In 1909 Thomas Topash, an Indian from Dowagiac, Mich., came to Warsaw loaded with legal material to try to prove that the Indians still had title to some land in the Clunette area of Kosciusko county. The claim went back to an Indian treaty made in the 1830's when the United States government reserved three sections of land for Mary Ann Benack, daughter of a Pottawatomie chief.
By a curious line of reasoning, Topash argued that the land was given to the Indians by the government and they had no right to sell or dispose of it except through permission to be given by the President f the United States. Inasmuch as Mary Ann Benack was, like all Indians, a ward of the government her land could not be sold without consent of her guardian, the President. Topash claimed that this permission had not been given, because the President's name did not appear on the deeds. The court did not allow the claim.

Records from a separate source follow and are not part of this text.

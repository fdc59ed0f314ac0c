//! Gateway protocol definitions
//!
//! Op codes, close codes and their reconnect decisions, frame format and payloads.

mod close_codes;
mod messages;
mod opcodes;
mod payloads;

pub use close_codes::{CloseCode, ReconnectAction};
pub use messages::GatewayMessage;
pub use opcodes::OpCode;
pub use payloads::{
    HelloPayload, IdentifyPayload, IdentifyProperties, RequestGuildMembersPayload, ResumePayload,
    StatusUpdatePayload, VoiceStateUpdatePayload,
};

Although the county atlases show the reservations of Monoquet, Musquawbuck, and other Indian chiefs in our county, they do not give the exact location of Mary Ann's three sections or of the reservation of eight sections reserved for her father, Chief Benack. The area claimed by Topash was one thousand acres of land, including all of Section 14 and the eastern half of section 13 in Prairie township. This area lies just southeast of Clunette.
An early settler relates that the tribe of Benack left our county in 1848, but that Benack stayed on after that. Armstrong's "History of Plain Township" states, that he lived in a log cabin in the Leesburg-Clunette area, and died in the early 1850's. His daughter, Mary Ann, first married a white trapper by the name of McCarter. They did not get along very well, however, so she gave him some of her land in order to get rid of him. Later on she married an Indian by the name of Peashwa and moved to the South Bend area.
This 1909 effort did not end the attempts of the Indians to secure title to this land. Again in 1925 another case was filed in Kosciusko County Circuit Court by John W. Peashway, an Indian who claimed to be a direct descendant of Mary Ann Benack. His claims were based upon arguments similar to those Topash had used sixteen years before.